◆ Your assignment ◆
Pull out every line below that contains the word "DistributionRefrigeratorsRepository".

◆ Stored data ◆

● ● ● ● ●

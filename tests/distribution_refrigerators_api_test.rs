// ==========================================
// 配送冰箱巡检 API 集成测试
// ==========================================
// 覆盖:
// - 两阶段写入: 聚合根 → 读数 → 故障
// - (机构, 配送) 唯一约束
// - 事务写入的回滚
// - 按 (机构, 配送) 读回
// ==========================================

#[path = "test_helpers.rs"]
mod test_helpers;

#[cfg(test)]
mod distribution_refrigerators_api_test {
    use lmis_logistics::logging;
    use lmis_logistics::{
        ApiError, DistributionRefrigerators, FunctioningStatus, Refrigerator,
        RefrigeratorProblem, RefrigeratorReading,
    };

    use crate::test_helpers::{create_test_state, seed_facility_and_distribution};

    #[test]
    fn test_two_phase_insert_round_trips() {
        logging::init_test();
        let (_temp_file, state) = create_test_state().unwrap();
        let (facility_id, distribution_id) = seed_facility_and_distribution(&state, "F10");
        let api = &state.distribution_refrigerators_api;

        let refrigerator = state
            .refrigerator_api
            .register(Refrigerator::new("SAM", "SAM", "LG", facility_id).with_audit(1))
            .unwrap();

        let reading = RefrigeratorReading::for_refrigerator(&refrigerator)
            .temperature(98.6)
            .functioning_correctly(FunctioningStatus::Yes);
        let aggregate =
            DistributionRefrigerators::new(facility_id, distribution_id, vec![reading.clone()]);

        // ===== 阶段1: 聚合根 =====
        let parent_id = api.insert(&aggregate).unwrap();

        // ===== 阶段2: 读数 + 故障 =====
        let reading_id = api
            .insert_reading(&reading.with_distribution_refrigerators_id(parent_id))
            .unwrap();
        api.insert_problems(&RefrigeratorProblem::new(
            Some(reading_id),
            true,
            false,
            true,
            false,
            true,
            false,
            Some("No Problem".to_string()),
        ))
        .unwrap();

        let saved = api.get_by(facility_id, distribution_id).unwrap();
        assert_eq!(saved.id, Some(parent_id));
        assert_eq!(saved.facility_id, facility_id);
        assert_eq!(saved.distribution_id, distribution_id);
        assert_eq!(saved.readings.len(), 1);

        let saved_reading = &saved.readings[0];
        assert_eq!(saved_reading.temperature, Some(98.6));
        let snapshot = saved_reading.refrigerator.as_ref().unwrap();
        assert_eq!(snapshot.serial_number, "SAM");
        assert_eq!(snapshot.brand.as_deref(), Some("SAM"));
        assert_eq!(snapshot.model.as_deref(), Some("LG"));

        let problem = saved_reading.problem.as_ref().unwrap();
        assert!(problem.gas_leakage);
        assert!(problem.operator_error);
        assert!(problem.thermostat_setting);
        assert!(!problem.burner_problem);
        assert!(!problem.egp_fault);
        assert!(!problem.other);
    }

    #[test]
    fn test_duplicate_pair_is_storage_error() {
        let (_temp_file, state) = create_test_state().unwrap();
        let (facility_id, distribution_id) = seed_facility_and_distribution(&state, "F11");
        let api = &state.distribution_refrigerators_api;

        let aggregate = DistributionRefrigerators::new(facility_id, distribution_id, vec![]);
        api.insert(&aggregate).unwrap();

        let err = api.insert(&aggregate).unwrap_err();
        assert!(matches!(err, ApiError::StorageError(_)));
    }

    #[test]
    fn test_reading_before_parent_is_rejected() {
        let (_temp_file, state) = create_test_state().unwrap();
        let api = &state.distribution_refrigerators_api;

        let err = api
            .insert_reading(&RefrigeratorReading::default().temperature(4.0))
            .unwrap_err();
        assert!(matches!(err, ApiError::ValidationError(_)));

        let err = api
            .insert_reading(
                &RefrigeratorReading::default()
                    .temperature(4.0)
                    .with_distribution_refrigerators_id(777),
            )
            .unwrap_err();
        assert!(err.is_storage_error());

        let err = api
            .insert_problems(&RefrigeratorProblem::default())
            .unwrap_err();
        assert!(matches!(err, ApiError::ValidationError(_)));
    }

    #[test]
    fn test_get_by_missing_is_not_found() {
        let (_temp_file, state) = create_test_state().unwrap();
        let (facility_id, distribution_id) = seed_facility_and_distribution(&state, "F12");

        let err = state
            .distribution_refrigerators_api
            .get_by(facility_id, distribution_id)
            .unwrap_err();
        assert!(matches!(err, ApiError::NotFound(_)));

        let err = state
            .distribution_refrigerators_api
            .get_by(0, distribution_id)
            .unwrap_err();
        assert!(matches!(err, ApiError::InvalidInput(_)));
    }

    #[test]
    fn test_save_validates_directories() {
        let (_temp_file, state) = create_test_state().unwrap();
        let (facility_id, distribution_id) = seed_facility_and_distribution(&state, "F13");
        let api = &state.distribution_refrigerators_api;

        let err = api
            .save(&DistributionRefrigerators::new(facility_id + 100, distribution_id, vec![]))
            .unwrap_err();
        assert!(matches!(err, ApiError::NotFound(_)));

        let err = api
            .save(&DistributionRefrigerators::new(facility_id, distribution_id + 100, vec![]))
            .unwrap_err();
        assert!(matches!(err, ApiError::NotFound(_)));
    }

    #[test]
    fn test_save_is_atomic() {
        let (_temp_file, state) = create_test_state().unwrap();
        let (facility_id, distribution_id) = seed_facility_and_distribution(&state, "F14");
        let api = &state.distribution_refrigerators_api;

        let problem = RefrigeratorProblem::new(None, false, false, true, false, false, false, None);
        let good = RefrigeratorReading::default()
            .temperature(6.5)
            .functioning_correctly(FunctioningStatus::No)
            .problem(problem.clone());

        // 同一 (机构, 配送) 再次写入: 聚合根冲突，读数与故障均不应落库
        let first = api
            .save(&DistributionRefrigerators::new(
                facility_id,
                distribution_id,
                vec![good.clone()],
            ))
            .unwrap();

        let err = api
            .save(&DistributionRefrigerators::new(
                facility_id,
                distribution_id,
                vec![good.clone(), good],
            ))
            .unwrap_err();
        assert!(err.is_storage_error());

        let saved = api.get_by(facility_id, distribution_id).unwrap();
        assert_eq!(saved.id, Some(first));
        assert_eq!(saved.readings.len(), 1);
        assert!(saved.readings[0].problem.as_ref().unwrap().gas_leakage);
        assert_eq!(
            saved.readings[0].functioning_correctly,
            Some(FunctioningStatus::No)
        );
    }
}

● ● ● ● ●

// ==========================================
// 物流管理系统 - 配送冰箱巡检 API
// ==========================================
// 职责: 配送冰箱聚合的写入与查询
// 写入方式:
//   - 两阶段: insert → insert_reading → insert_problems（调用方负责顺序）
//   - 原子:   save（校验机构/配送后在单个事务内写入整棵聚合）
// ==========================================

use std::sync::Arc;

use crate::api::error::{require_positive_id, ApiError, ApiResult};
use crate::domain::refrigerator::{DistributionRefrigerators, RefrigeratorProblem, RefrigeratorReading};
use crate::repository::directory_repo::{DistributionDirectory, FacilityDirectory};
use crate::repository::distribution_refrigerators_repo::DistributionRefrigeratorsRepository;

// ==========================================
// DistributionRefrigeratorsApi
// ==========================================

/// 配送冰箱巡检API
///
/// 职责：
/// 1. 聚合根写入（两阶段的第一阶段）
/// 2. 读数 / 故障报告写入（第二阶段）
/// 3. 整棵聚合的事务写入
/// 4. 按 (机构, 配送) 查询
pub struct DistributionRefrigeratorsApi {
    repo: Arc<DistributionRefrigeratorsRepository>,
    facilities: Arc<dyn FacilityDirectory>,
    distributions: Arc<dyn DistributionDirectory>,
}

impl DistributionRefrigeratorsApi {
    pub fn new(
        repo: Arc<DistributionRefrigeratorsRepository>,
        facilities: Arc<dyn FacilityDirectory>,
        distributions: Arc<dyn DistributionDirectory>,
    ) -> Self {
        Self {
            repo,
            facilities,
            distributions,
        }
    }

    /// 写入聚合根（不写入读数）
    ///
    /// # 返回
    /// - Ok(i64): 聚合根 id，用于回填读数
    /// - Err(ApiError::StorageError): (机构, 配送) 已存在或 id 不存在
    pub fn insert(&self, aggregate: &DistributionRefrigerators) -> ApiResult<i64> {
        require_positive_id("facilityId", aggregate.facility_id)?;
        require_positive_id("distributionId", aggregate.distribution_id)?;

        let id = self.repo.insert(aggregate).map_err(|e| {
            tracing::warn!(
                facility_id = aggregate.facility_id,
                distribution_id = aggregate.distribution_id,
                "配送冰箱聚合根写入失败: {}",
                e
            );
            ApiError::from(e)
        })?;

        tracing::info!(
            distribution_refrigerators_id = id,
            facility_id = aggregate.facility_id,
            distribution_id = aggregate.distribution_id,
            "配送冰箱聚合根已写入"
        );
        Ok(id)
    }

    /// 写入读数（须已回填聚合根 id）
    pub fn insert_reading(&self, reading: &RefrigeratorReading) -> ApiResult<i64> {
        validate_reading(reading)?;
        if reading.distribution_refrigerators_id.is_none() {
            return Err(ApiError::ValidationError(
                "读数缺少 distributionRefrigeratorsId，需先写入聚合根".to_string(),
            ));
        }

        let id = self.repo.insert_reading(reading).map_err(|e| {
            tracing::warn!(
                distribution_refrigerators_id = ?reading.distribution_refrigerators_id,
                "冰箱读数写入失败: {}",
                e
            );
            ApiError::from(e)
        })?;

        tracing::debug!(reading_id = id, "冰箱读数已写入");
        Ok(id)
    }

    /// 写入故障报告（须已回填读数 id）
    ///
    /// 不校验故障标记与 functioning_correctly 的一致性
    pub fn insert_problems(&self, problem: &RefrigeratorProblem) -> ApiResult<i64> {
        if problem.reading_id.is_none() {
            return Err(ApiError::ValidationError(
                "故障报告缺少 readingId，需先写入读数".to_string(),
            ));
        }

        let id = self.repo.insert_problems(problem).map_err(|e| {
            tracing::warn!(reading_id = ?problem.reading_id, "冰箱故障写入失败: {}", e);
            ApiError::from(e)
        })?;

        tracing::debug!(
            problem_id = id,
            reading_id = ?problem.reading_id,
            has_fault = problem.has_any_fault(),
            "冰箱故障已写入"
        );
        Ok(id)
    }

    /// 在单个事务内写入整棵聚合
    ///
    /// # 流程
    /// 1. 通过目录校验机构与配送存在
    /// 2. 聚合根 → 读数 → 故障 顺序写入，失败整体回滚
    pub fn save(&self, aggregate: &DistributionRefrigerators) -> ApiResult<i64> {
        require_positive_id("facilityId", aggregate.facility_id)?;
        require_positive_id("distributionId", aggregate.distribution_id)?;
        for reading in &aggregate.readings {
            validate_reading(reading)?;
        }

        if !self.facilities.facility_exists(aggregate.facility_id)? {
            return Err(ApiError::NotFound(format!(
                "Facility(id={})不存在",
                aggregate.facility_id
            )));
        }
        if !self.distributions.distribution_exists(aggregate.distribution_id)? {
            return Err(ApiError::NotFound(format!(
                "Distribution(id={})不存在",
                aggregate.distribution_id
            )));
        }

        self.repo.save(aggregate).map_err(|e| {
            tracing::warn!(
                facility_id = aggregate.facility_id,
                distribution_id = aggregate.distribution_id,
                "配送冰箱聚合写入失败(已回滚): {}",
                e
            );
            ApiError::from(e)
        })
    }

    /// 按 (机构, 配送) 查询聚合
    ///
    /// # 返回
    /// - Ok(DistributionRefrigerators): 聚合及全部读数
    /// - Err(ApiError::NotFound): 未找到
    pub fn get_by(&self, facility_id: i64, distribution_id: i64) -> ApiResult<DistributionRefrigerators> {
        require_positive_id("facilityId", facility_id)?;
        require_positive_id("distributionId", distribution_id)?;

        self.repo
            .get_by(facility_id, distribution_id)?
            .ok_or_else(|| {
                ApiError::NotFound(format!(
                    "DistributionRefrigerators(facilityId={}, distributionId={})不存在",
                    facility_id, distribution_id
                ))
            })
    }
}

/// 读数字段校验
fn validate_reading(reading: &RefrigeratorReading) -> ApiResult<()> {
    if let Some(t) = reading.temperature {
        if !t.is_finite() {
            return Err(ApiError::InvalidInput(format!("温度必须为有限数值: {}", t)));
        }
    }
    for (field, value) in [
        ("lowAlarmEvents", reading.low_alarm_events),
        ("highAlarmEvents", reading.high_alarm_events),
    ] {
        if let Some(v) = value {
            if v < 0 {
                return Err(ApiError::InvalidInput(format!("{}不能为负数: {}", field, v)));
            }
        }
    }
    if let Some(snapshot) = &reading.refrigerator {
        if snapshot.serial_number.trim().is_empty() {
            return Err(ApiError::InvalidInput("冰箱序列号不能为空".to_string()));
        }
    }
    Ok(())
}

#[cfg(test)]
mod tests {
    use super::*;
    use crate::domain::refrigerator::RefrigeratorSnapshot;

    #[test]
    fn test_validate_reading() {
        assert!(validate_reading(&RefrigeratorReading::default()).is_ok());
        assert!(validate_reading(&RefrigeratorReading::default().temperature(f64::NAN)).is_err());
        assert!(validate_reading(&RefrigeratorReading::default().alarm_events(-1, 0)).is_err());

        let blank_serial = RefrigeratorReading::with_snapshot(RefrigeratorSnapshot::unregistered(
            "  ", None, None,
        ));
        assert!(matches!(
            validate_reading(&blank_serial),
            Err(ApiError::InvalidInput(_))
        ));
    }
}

● ● ● ● ●

◆ Expected output ◆
use crate::repository::distribution_refrigerators_repo::DistributionRefrigeratorsRepository;
    repo: Arc<DistributionRefrigeratorsRepository>,
        repo: Arc<DistributionRefrigeratorsRepository>,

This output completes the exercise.